(Saved entries)

-- Opening Marker --

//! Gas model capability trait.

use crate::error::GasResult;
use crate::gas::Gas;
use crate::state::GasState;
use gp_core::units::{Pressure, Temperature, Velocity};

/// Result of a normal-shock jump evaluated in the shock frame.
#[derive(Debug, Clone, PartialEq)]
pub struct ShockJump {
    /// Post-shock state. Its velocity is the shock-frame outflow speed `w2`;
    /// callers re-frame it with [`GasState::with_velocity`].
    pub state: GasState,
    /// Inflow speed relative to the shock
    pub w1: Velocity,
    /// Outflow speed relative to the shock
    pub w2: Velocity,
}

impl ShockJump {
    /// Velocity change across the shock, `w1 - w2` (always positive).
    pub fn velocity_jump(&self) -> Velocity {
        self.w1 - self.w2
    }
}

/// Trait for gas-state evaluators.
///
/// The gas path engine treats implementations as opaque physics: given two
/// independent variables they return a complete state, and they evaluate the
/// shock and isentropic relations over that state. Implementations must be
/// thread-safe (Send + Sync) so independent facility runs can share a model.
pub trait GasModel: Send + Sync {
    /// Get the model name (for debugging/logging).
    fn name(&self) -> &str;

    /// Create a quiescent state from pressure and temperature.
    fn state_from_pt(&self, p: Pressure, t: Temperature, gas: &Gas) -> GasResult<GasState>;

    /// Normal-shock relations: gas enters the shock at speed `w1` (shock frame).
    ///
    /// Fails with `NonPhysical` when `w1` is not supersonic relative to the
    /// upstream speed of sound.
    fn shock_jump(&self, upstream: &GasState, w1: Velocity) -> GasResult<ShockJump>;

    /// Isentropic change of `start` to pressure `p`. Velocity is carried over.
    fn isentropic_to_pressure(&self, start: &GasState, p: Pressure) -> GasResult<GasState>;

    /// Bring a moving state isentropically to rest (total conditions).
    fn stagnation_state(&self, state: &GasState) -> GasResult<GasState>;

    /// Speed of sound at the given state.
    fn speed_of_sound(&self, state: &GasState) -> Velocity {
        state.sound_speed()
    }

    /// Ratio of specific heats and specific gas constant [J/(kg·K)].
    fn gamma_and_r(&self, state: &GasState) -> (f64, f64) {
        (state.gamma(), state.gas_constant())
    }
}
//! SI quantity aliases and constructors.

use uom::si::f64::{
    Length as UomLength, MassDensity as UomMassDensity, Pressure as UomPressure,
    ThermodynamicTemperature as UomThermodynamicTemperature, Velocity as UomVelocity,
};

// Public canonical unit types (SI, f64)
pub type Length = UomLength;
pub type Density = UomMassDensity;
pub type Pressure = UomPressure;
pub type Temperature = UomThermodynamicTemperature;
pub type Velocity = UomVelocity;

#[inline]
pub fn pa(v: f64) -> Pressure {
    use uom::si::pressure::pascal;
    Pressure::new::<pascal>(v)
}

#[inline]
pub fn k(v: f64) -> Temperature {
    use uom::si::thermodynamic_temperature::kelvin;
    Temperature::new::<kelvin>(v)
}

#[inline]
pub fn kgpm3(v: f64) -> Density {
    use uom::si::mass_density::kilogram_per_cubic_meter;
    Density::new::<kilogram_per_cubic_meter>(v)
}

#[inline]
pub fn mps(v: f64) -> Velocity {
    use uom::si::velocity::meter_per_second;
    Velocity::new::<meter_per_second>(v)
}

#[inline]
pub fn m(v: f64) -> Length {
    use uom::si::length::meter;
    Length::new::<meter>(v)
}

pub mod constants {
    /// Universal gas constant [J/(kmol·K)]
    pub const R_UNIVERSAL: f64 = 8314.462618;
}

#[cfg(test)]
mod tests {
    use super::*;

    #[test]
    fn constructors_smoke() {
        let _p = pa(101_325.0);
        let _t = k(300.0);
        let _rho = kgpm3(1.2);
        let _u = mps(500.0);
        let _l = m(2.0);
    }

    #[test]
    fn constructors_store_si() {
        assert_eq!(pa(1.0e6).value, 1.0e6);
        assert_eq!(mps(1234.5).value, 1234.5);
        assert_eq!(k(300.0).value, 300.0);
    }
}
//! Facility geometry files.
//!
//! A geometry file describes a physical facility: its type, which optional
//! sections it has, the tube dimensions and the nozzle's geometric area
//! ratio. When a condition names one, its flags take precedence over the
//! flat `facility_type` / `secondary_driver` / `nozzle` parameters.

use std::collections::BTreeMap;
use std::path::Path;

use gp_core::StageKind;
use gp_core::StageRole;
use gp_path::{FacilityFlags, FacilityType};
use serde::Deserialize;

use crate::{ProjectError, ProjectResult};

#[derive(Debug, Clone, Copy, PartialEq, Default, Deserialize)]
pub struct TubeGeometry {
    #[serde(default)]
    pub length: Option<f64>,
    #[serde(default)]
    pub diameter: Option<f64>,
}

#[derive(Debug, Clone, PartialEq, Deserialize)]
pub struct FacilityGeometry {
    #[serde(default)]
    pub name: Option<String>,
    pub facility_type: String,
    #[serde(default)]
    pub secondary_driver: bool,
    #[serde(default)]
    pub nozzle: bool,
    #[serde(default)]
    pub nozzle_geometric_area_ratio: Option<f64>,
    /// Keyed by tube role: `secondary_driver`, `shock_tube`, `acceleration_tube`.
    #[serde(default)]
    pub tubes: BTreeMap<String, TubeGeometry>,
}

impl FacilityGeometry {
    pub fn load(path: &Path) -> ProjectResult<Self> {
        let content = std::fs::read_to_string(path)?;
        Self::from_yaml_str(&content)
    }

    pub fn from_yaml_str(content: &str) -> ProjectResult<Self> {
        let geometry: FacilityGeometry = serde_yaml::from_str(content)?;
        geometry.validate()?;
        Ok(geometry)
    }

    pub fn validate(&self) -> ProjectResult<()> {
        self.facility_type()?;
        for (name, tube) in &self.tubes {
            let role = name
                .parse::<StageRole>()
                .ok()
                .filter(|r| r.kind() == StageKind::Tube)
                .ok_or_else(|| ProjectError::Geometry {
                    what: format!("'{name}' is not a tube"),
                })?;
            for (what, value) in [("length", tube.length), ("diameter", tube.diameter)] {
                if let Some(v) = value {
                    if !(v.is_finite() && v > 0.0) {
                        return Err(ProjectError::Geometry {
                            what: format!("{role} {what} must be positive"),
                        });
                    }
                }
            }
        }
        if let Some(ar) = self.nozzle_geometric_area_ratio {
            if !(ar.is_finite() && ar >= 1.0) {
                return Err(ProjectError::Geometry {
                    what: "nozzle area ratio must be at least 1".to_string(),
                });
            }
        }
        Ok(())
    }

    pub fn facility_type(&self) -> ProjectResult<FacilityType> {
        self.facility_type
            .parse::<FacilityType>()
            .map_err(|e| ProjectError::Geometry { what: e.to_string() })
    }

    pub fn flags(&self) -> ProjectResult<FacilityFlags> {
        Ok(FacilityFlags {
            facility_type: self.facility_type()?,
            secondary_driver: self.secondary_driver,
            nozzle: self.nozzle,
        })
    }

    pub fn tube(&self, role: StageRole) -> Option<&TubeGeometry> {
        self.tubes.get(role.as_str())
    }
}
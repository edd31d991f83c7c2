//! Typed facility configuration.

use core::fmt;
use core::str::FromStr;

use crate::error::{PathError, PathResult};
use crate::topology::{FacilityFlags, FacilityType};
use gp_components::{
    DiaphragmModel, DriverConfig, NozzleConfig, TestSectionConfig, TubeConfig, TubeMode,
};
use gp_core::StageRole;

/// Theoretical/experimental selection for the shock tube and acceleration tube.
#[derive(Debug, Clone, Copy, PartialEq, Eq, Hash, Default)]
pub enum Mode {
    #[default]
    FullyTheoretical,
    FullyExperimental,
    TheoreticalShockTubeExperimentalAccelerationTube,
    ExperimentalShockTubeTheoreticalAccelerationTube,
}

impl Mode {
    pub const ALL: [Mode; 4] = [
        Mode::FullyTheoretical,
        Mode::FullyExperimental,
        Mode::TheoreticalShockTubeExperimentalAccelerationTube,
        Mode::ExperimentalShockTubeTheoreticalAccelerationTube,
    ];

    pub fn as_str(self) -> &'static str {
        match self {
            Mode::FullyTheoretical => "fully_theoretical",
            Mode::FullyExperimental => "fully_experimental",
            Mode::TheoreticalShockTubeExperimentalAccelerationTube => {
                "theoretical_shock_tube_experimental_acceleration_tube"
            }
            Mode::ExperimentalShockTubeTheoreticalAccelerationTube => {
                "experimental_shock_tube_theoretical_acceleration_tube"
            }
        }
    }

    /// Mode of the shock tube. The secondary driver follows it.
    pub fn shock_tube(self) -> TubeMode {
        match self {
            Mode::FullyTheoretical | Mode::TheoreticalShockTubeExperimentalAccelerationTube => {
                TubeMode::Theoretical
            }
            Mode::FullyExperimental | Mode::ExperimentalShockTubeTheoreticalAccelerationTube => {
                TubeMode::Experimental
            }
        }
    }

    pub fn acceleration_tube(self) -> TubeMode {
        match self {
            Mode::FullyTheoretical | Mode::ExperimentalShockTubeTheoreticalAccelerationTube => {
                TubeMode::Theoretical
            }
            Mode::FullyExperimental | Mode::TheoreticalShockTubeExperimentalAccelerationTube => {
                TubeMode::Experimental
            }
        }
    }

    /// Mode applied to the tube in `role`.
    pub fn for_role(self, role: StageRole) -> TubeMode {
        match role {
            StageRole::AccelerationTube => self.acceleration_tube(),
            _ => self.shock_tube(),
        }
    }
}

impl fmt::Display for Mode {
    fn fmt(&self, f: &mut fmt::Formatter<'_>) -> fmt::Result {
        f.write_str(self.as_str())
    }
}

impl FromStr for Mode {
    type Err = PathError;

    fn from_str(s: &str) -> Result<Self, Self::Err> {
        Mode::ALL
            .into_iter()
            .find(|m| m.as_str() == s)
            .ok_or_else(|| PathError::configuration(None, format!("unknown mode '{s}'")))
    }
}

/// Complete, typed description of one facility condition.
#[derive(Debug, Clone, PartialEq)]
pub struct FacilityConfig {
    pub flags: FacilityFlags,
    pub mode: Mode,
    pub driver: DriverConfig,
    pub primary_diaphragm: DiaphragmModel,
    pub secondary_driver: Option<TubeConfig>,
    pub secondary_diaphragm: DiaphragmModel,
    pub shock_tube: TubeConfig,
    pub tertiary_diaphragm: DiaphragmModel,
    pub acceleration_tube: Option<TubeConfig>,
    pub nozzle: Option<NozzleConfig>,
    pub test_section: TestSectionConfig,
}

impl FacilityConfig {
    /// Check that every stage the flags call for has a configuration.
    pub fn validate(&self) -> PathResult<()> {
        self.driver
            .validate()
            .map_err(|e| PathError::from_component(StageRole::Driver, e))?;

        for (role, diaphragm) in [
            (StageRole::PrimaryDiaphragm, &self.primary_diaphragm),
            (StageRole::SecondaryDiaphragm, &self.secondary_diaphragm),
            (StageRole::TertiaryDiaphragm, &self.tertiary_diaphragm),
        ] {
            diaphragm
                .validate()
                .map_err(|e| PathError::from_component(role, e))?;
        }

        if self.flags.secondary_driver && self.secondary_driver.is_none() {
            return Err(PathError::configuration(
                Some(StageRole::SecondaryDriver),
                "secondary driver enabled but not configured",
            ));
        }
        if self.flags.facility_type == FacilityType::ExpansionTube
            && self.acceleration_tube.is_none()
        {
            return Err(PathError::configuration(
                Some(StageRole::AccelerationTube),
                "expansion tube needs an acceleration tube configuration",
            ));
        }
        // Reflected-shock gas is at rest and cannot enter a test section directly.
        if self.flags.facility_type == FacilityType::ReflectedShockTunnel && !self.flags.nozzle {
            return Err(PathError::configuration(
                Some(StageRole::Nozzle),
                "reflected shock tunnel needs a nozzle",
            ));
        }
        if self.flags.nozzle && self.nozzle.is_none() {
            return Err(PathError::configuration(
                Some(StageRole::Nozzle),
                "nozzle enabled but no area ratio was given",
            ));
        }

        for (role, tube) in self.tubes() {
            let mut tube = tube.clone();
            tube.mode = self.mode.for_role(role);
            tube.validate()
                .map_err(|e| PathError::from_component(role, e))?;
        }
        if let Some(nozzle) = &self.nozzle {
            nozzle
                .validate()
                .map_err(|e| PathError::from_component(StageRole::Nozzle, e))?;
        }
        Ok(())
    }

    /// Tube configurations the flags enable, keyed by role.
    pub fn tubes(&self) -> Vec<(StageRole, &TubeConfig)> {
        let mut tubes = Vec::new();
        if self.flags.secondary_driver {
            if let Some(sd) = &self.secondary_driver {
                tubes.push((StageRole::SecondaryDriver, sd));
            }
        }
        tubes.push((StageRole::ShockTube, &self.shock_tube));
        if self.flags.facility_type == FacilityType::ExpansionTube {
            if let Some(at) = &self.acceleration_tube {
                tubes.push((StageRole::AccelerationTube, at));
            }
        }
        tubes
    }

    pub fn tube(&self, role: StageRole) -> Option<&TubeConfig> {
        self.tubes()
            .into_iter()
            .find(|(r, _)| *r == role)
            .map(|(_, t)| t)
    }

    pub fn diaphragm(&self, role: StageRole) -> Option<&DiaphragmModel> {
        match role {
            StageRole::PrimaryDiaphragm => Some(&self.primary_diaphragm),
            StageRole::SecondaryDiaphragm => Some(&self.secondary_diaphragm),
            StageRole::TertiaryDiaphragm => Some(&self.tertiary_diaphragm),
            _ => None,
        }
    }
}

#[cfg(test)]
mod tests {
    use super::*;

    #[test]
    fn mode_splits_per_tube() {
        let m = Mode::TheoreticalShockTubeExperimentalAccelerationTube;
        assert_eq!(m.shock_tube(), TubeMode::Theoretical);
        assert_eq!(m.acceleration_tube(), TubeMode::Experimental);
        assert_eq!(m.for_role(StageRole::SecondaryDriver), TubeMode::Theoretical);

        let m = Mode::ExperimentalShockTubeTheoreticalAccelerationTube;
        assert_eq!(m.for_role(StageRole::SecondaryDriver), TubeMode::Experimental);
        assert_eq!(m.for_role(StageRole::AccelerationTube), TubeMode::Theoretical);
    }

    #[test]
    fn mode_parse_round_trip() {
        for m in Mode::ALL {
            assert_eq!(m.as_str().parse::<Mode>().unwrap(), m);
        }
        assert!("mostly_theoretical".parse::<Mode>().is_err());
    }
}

-- Closing Marker --

◆ AIM OF THE EXERCISE ◆
Every line above holding the string "what" should be listed.

◆ RESPONSE BELOW ◆
                    what: format!("'{name}' is not a tube"),
            for (what, value) in [("length", tube.length), ("diameter", tube.diameter)] {
                            what: format!("{role} {what} must be positive"),
                    what: "nozzle area ratio must be at least 1".to_string(),
            .map_err(|e| ProjectError::Geometry { what: e.to_string() })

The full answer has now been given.